>>

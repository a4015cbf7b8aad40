use crate::defaults::Defaults;

/// Settings that apply to one signing request.
///
/// `chain_id` is kept as the raw configured string and goes through the
/// same numeric validation as request fields every time it is used.
#[derive(Clone, Debug)]
pub struct SignerConfig {
    pub chain_id: String,
    pub default_gas_limit: u64,
    pub max_gas_limit: u64,
    pub max_tx_size: usize,
}

impl Default for SignerConfig {
    fn default() -> Self {
        Self {
            chain_id: Defaults::CHAIN_ID.to_string(),
            default_gas_limit: Defaults::GAS_LIMIT,
            max_gas_limit: Defaults::MAX_GAS_LIMIT,
            max_tx_size: Defaults::MAX_TX_SIZE,
        }
    }
}

impl SignerConfig {
    pub fn with_chain_id(mut self, chain_id: impl Into<String>) -> Self {
        self.chain_id = chain_id.into();
        self
    }

    /// Bounds the signer checks before releasing a signed transaction.
    pub fn limits(&self) -> SigningLimits {
        SigningLimits {
            max_gas_limit: self.max_gas_limit,
            max_tx_size: self.max_tx_size,
        }
    }
}

#[derive(Clone, Copy, Debug)]
pub struct SigningLimits {
    pub max_gas_limit: u64,
    pub max_tx_size: usize,
}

<<

Every entry above should come back exactly as written.

repository a4015cbf7b8aad40
use crate::defaults::Defaults;

/// Settings that apply to one signing request.
///
/// `chain_id` is kept as the raw configured string and goes through the
/// same numeric validation as request fields every time it is used.
#[derive(Clone, Debug)]
pub struct SignerConfig {
    pub chain_id: String,
    pub default_gas_limit: u64,
    pub max_gas_limit: u64,
    pub max_tx_size: usize,
}

impl Default for SignerConfig {
    fn default() -> Self {
        Self {
            chain_id: Defaults::CHAIN_ID.to_string(),
            default_gas_limit: Defaults::GAS_LIMIT,
            max_gas_limit: Defaults::MAX_GAS_LIMIT,
            max_tx_size: Defaults::MAX_TX_SIZE,
        }
    }
}

impl SignerConfig {
    pub fn with_chain_id(mut self, chain_id: impl Into<String>) -> Self {
        self.chain_id = chain_id.into();
        self
    }

    /// Bounds the signer checks before releasing a signed transaction.
    pub fn limits(&self) -> SigningLimits {
        SigningLimits {
            max_gas_limit: self.max_gas_limit,
            max_tx_size: self.max_tx_size,
        }
    }
}

#[derive(Clone, Copy, Debug)]
pub struct SigningLimits {
    pub max_gas_limit: u64,
    pub max_tx_size: usize,
}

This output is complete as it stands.